L’octroi des places d’hébergement dignes pour les habitants du Palais n’a cessé d’être reporté, en cause : l’absence de places alternatives. La première étape fut l’annonce en grande pompe de l’ouverture de nouveaux centres pouvant héberger une partie des résidents : Jabbeke et Glons, pour ne citer que ceux-là, ne sont toujours pas en mesure d’accueillir les 1176 personnes, comme annoncé par le cabinet De Moor le 26 octobre1.

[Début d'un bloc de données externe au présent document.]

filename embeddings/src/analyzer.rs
//! Text analysis: lowercasing, tokenization, stop words and word n-grams.

use std::collections::HashSet;

use regex_lite::Regex;
use serde::{Deserialize, Serialize};

use crate::error::{EmbeddingError, Result};

/// Configuration for turning text into terms.
#[derive(Debug, Clone, PartialEq, Eq, Serialize, Deserialize)]
#[serde(default)]
pub struct AnalyzerConfig {
    /// Lowercase text before tokenizing.
    pub lowercase: bool,

    /// Regular expression matching a token. When unset, a token is a run of
    /// two or more word characters: alphanumerics, `_` and combining marks.
    pub token_pattern: Option<String>,

    /// Inclusive range of word n-gram sizes.
    pub ngram_range: (usize, usize),

    /// Tokens removed before n-grams are built.
    pub stop_words: Vec<String>,
}

impl Default for AnalyzerConfig {
    fn default() -> Self {
        Self {
            lowercase: true,
            token_pattern: None,
            ngram_range: (1, 1),
            stop_words: Vec::new(),
        }
    }
}

/// Compiled form of [`AnalyzerConfig`].
#[derive(Debug, Clone)]
pub struct Analyzer {
    lowercase: bool,
    pattern: Option<Regex>,
    ngram_range: (usize, usize),
    stop_words: HashSet<String>,
}

impl Analyzer {
    /// Compile an analyzer, validating the configuration.
    pub fn new(config: &AnalyzerConfig) -> Result<Self> {
        let (min_n, max_n) = config.ngram_range;
        if min_n == 0 || min_n > max_n {
            return Err(EmbeddingError::InvalidConfig(format!(
                "ngram_range ({min_n}, {max_n}) must satisfy 1 <= min_n <= max_n"
            )));
        }

        let pattern = config
            .token_pattern
            .as_deref()
            .map(Regex::new)
            .transpose()
            .map_err(|e| EmbeddingError::InvalidConfig(format!("token_pattern: {e}")))?;

        let stop_words = config
            .stop_words
            .iter()
            .map(|w| {
                if config.lowercase {
                    w.to_lowercase()
                } else {
                    w.clone()
                }
            })
            .collect();

        Ok(Self {
            lowercase: config.lowercase,
            pattern,
            ngram_range: config.ngram_range,
            stop_words,
        })
    }

    /// Split text into terms (tokens and n-grams).
    pub fn analyze(&self, text: &str) -> Vec<String> {
        let text = if self.lowercase {
            text.to_lowercase()
        } else {
            text.to_string()
        };

        let tokens: Vec<String> = self
            .tokenize(&text)
            .into_iter()
            .filter(|t| !self.stop_words.contains(t))
            .collect();

        let (min_n, max_n) = self.ngram_range;
        if (min_n, max_n) == (1, 1) {
            return tokens;
        }

        let mut terms = Vec::new();
        for n in min_n..=max_n {
            if n == 1 {
                terms.extend(tokens.iter().cloned());
                continue;
            }
            terms.extend(tokens.windows(n).map(|w| w.join(" ")));
        }
        terms
    }

    fn tokenize(&self, text: &str) -> Vec<String> {
        match &self.pattern {
            Some(re) => re.find_iter(text).map(|m| m.as_str().to_string()).collect(),
            None => text
                .split(|c: char| !is_word_char(c))
                .filter(|t| t.chars().count() >= 2)
                .map(str::to_string)
                .collect(),
        }
    }
}

/// Alphanumerics, `_` and the common combining diacritic blocks, so that
/// decomposed accents stay inside their word.
fn is_word_char(c: char) -> bool {
    c.is_alphanumeric()
        || c == '_'
        || matches!(
            c,
            '\u{0300}'..='\u{036F}'
                | '\u{1AB0}'..='\u{1AFF}'
                | '\u{1DC0}'..='\u{1DFF}'
                | '\u{20D0}'..='\u{20FF}'
                | '\u{FE20}'..='\u{FE2F}'
        )
}

impl Default for Analyzer {
    fn default() -> Self {
        Self {
            lowercase: true,
            pattern: None,
            ngram_range: (1, 1),
            stop_words: HashSet::new(),
        }
    }
}

#[cfg(test)]
mod tests {
    use super::*;
    use pretty_assertions::assert_eq;

    #[test]
    fn test_default_tokenization() {
        let analyzer = Analyzer::default();
        assert_eq!(
            analyzer.analyze("What's your name, QnA_Bot?"),
            vec!["what", "your", "name", "qna_bot"]
        );
    }

    #[test]
    fn test_single_characters_are_dropped() {
        let analyzer = Analyzer::default();
        assert!(analyzer.analyze("a b ? !").is_empty());
    }

    #[test]
    fn test_unicode_words() {
        let analyzer = Analyzer::default();
        assert_eq!(analyzer.analyze("Café déjà vu"), vec!["café", "déjà", "vu"]);
    }

    #[test]
    fn test_combining_marks_stay_in_word() {
        let analyzer = Analyzer::default();
        assert_eq!(
            analyzer.analyze("Cafe\u{0301} noir"),
            vec!["cafe\u{0301}", "noir"]
        );
    }

    #[test]
    fn test_case_preserved_when_disabled() {
        let analyzer = Analyzer::new(&AnalyzerConfig {
            lowercase: false,
            ..Default::default()
        })
        .unwrap();
        assert_eq!(analyzer.analyze("Who ARE you"), vec!["Who", "ARE", "you"]);
    }

    #[test]
    fn test_stop_words() {
        let analyzer = Analyzer::new(&AnalyzerConfig {
            stop_words: vec!["Are".to_string()],
            ..Default::default()
        })
        .unwrap();
        assert_eq!(analyzer.analyze("who are you"), vec!["who", "you"]);
    }

    #[test]
    fn test_ngrams() {
        let analyzer = Analyzer::new(&AnalyzerConfig {
            ngram_range: (1, 2),
            ..Default::default()
        })
        .unwrap();
        assert_eq!(
            analyzer.analyze("who are you"),
            vec!["who", "are", "you", "who are", "are you"]
        );
    }

    #[test]
    fn test_custom_token_pattern() {
        let analyzer = Analyzer::new(&AnalyzerConfig {
            token_pattern: Some(r"[a-z]+".to_string()),
            ..Default::default()
        })
        .unwrap();
        assert_eq!(analyzer.analyze("I am 42"), vec!["i", "am"]);
    }

    #[test]
    fn test_invalid_config() {
        let bad_range = Analyzer::new(&AnalyzerConfig {
            ngram_range: (2, 1),
            ..Default::default()
        });
        assert!(bad_range.unwrap_err().is_configuration());

        let bad_pattern = Analyzer::new(&AnalyzerConfig {
            token_pattern: Some("(".to_string()),
            ..Default::default()
        });
        assert!(bad_pattern.unwrap_err().is_configuration());
    }
}
use wasm_bindgen::prelude::wasm_bindgen;

/// WASM entry point. The portal pages are static, so hydrating islands is a
/// no-op until a page declares an `#[island]`.
#[wasm_bindgen(start)]
pub fn hydrate() {
    console_error_panic_hook::set_once();
    leptos::mount::hydrate_islands();
}

// Islands are registered by linking the crate that declares them
#[allow(unused_imports)]
use portal_web;
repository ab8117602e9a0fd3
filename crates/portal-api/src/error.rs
use axum::extract::rejection::JsonRejection;
use axum::http::StatusCode;
use axum::response::{IntoResponse, Response};
use axum::Json;
use serde_json::{json, Value};
use thiserror::Error;

/// Errors surfaced to HTTP clients as `{"detail": ...}`.
#[derive(Error, Debug)]
pub enum ApiError {
    #[error("Not Found")]
    NotFound,

    #[error("Method Not Allowed")]
    MethodNotAllowed,

    #[error("Validation failed: {}", .0.join("; "))]
    Validation(Vec<String>),
}

pub type Result<T> = std::result::Result<T, ApiError>;

impl ApiError {
    pub fn status(&self) -> StatusCode {
        match self {
            ApiError::NotFound => StatusCode::NOT_FOUND,
            ApiError::MethodNotAllowed => StatusCode::METHOD_NOT_ALLOWED,
            ApiError::Validation(_) => StatusCode::UNPROCESSABLE_ENTITY,
        }
    }

    fn detail(&self) -> Value {
        match self {
            ApiError::Validation(errors) => json!(errors),
            other => json!(other.to_string()),
        }
    }
}

impl IntoResponse for ApiError {
    fn into_response(self) -> Response {
        let status = self.status();
        tracing::debug!(status = status.as_u16(), error = %self, "Request rejected");
        (status, Json(json!({ "detail": self.detail() }))).into_response()
    }
}

impl From<JsonRejection> for ApiError {
    fn from(rejection: JsonRejection) -> Self {
        ApiError::Validation(vec![rejection.body_text()])
    }
}
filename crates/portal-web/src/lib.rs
//! Leptos views for the Citizen Services Portal.
//!
//! Built with `ssr` by the server (`portal-api`) and with `hydrate` +
//! `islands` by the WASM client (`portal-web-client`).

pub mod app;
pub mod pages;
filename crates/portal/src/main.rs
use std::path::PathBuf;

use anyhow::{Context, Result};
use portal_api::config::PortalConfig;
use portal_api::state::AppState;
use tracing::info;
use tracing_subscriber::EnvFilter;

const CONFIG_PATH: &str = "/etc/citizen-portal/config.toml";

#[tokio::main]
async fn main() -> Result<()> {
    tracing_subscriber::fmt()
        .with_env_filter(
            EnvFilter::try_from_default_env()
                .unwrap_or_else(|_| EnvFilter::new("info,portal=debug,portal_api=debug")),
        )
        .init();

    let config_path = std::env::args()
        .nth(1)
        .map(PathBuf::from)
        .unwrap_or_else(|| PathBuf::from(CONFIG_PATH));

    let config = match PortalConfig::load_or_default(&config_path) {
        Ok(c) => c,
        Err(e) => {
            eprintln!("Configuration error: {:#}", e);
            std::process::exit(1);
        }
    };

    info!(config = %config_path.display(), "Citizen Services Portal starting");

    let addr = config.listen_addr()?;
    let state = AppState::new(config)?;
    let app = portal_api::build_router(state);

    let listener = tokio::net::TcpListener::bind(addr)
        .await
        .with_context(|| format!("Failed to bind {addr}"))?;
    info!(%addr, "Listening");

    axum::serve(listener, app)
        .with_graceful_shutdown(shutdown_signal())
        .await
        .context("Server error")?;

    info!("Shut down cleanly");
    Ok(())
}

async fn shutdown_signal() {
    let ctrl_c = async {
        if let Err(e) = tokio::signal::ctrl_c().await {
            tracing::error!("Failed to listen for Ctrl-C: {e}");
            std::future::pending::<()>().await;
        }
    };

    #[cfg(unix)]
    let terminate = async {
        match tokio::signal::unix::signal(tokio::signal::unix::SignalKind::terminate()) {
            Ok(mut sig) => {
                sig.recv().await;
            }
            Err(e) => {
                tracing::error!("Failed to listen for SIGTERM: {e}");
                std::future::pending::<()>().await;
            }
        }
    };

    #[cfg(not(unix))]
    let terminate = std::future::pending::<()>();

    tokio::select! {
        _ = ctrl_c => {},
        _ = terminate => {},
    }

    info!("Shutdown signal received");
}
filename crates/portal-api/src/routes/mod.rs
pub mod health;
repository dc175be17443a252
use tabled::Table;

use crate::{cli, error, info, success, types::QueueTableRow, utils};

/// Prints the durable queue in insertion order.
pub async fn list_queue() {
    let scrobbler = cli::open_scrobbler().await;
    let records = scrobbler.queue().await;

    if records.is_empty() {
        info!("Queue is empty.");
        return;
    }

    let table_rows: Vec<QueueTableRow> = records
        .into_iter()
        .map(|r| {
            let mut flags = Vec::new();
            if r.sent {
                flags.push("sent");
            }
            if r.error {
                flags.push("error");
            }
            QueueTableRow {
                id: r.id,
                listened_at: utils::format_epoch(r.timestamp),
                artist: r.metadata.artist,
                title: r.metadata.title,
                flags: flags.join(","),
            }
        })
        .collect();

    let table = Table::new(table_rows);
    println!("{}", table);
}

/// Drops all queued listens, including error-flagged ones.
pub async fn clear_queue() {
    let scrobbler = cli::open_scrobbler().await;
    let pending = scrobbler.pending().await;

    if pending == 0 {
        info!("Queue is already empty.");
        return;
    }

    if let Err(e) = scrobbler.clear_queue().await {
        error!("Failed to clear queue: {}", e);
    }
    success!("Dropped {} queued listens.", pending);
}
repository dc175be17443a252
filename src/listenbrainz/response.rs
use reqwest::StatusCode;
use serde_json::Value;

/// Outcome class of one API reply.
///
/// `ApiError` means the server answered with a structured rejection, as
/// opposed to `ServerError` which covers transport failures and non-200
/// replies without an API-level error body. The distinction drives the
/// retry policy: server errors retry the whole batch unmarked, API errors
/// assign blame.
#[derive(Debug, Clone, Copy, PartialEq, Eq)]
pub enum ReplyKind {
    Success,
    ApiError,
    ServerError,
}

#[derive(Debug, Clone)]
pub struct Reply {
    pub kind: ReplyKind,
    pub json: Option<Value>,
    pub error_description: String,
    /// Access denied / forbidden / authentication required: the session
    /// was invalidated remotely and must not be retried.
    pub session_expired: bool,
}

/// Classifies a response from its HTTP status and body.
///
/// Failure bodies may carry `{error, error_description}` or `{code, error}`;
/// either shape upgrades the classification to an API error with the
/// server-provided description.
pub fn classify(status: StatusCode, body: &[u8]) -> Reply {
    let mut kind = if status == StatusCode::OK {
        ReplyKind::Success
    } else {
        ReplyKind::ServerError
    };
    let mut error_description = if status == StatusCode::OK {
        String::new()
    } else {
        format!("Received HTTP code {}", status.as_u16())
    };

    let json: Option<Value> = serde_json::from_slice(body).ok();
    if let Some(obj) = json.as_ref().and_then(Value::as_object) {
        if let (Some(_), Some(description)) = (obj.get("error"), obj.get("error_description")) {
            error_description = description.as_str().unwrap_or_default().to_string();
            kind = ReplyKind::ApiError;
        } else if let (Some(code), Some(error)) = (obj.get("code"), obj.get("error")) {
            error_description = format!("{} ({})", error.as_str().unwrap_or_default(), code);
            kind = ReplyKind::ApiError;
        }
    }

    let session_expired = matches!(
        status,
        StatusCode::UNAUTHORIZED | StatusCode::FORBIDDEN
    );

    Reply {
        kind,
        json,
        error_description,
        session_expired,
    }
}
use std::{collections::HashMap, sync::Arc};

use axum::{Extension, extract::Query, response::Html};
use tokio::sync::Mutex;

use crate::types::AuthCallback;

/// OAuth redirect handler.
///
/// Captures either the authorization code or the provider-reported error
/// into the shared state; the auth flow polls for it. The code exchange
/// itself happens in the scrobbler so a failed exchange can be reported
/// through the normal authentication-failure path.
pub async fn callback(
    Query(params): Query<HashMap<String, String>>,
    Extension(shared_state): Extension<Arc<Mutex<Option<AuthCallback>>>>,
) -> Html<&'static str> {
    let mut state = shared_state.lock().await;

    if let Some(error) = params.get("error") {
        *state = Some(AuthCallback::Error(error.clone()));
        Html("<h4>Authorization failed.</h4>")
    } else if let Some(code) = params.get("code") {
        *state = Some(AuthCallback::Code(code.clone()));
        Html("<h2>Authentication successful.</h2><p>Close browser window.</p>")
    } else {
        *state = Some(AuthCallback::Error("Redirect missing token code".to_string()));
        Html("<h4>Redirect missing token code.</h4>")
    }
}
use std::{sync::Arc, time::Duration};

use indicatif::{ProgressBar, ProgressStyle};
use tokio::time::sleep;

use crate::{
    cli, error, info,
    listenbrainz::{Scrobbler, SubmitOutcome},
    success, utils, warning,
};

/// Drives submission cycles until the queue drains or the attempt bound is
/// hit. Scheduler delays (5s normal, 30s after an errored attempt, or the
/// configured submit delay if larger) apply between cycles.
pub async fn submit(max_attempts: Option<u32>) {
    let scrobbler = cli::open_scrobbler().await;

    if !scrobbler.authenticated().await {
        error!("Not authenticated. Please run scroblcli auth first.");
    }

    let pending = scrobbler.pending().await;
    if pending == 0 {
        info!("Queue is empty, nothing to submit.");
        return;
    }

    info!("Submitting {} queued listens...", pending);
    drain(&scrobbler, max_attempts).await;
}

/// The shared drain loop used by `submit`, `auth` and the `listen` mode's
/// shutdown path.
pub async fn drain(scrobbler: &Arc<Scrobbler>, max_attempts: Option<u32>) {
    let mut attempts: u32 = 0;

    loop {
        let pb = ProgressBar::new_spinner();
        pb.set_message("Submitting listens...");
        pb.enable_steady_tick(Duration::from_millis(100));
        pb.set_style(
            ProgressStyle::with_template("{spinner:.blue} {msg}")
                .unwrap()
                .tick_chars("⠋⠙⠹⠸⠼⠴⠦⠧⠇⠏"),
        );

        let outcome = scrobbler.submit_once().await;
        pb.finish_and_clear();

        if outcome == SubmitOutcome::Skipped {
            let snapshot = scrobbler.snapshot().await;
            if !snapshot.enabled {
                warning!("Scrobbling is disabled; listens stay queued.");
            } else if snapshot.offline {
                warning!("Offline mode is on; listens stay queued.");
            } else {
                warning!("Not authenticated; listens stay queued.");
            }
            return;
        }

        let left = scrobbler.pending().await;
        if left == 0 {
            success!("All listens submitted.");
            return;
        }

        attempts += 1;
        if max_attempts.is_some_and(|max| attempts >= max) {
            warning!("Giving up after {} attempts, {} listens left in the queue.", attempts, left);
            return;
        }

        let snapshot = scrobbler.snapshot().await;
        let delay = utils::submit_delay_secs(snapshot.submit_delay, snapshot.last_submit_errored);
        info!("{} listens left, retrying in {} seconds...", left, delay);
        sleep(Duration::from_secs(delay as u64)).await;
    }
}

Et si ces places avaient été disponibles, il appartenait à l’État d’effectuer le recensement de son public. Fedasil a toujours refusé, mentionnant notamment la dangerosité du lieu (bien que les bénévoles s’y soient rendus quotidiennement pour subvenir aux besoins fondamentaux des habitants). En demandant plusieurs fois au comité de soutien de recenser les occupants du Palais, les autorités prouvent qu’elles ne sont plus en contrôle de la situation et qu’elles sont incapables d’attribuer ces places à qui de droit. Nous, comité de soutien, avons toujours refusé d’endosser ce rôle qui ne nous appartient pas et pour lequel nous n’avons pas les moyens. Il aura fallu attendre le 12 janvier qu’un incendie se déclare au Palais, soulignant l’urgence du relogement, pour que la Région de Bruxelles-Capitale et Fedasil annoncent enfin le 13 janvier la mise en place d’un tel recensement, soit 3 mois après le début de l’occupation. Bien que nous saluons cette initiative, nous souhaitons mettre en lumière la source du problème structurel qui réside à 1,4 km, à l’Office des Étrangers, où chaque jour, des hommes isolés, des mineurs fuyant des violences, se retrouvent encore à ce jour, renvoyés à la rue et voient leurs droits bafoués par un État qui choisit d’être dépassé.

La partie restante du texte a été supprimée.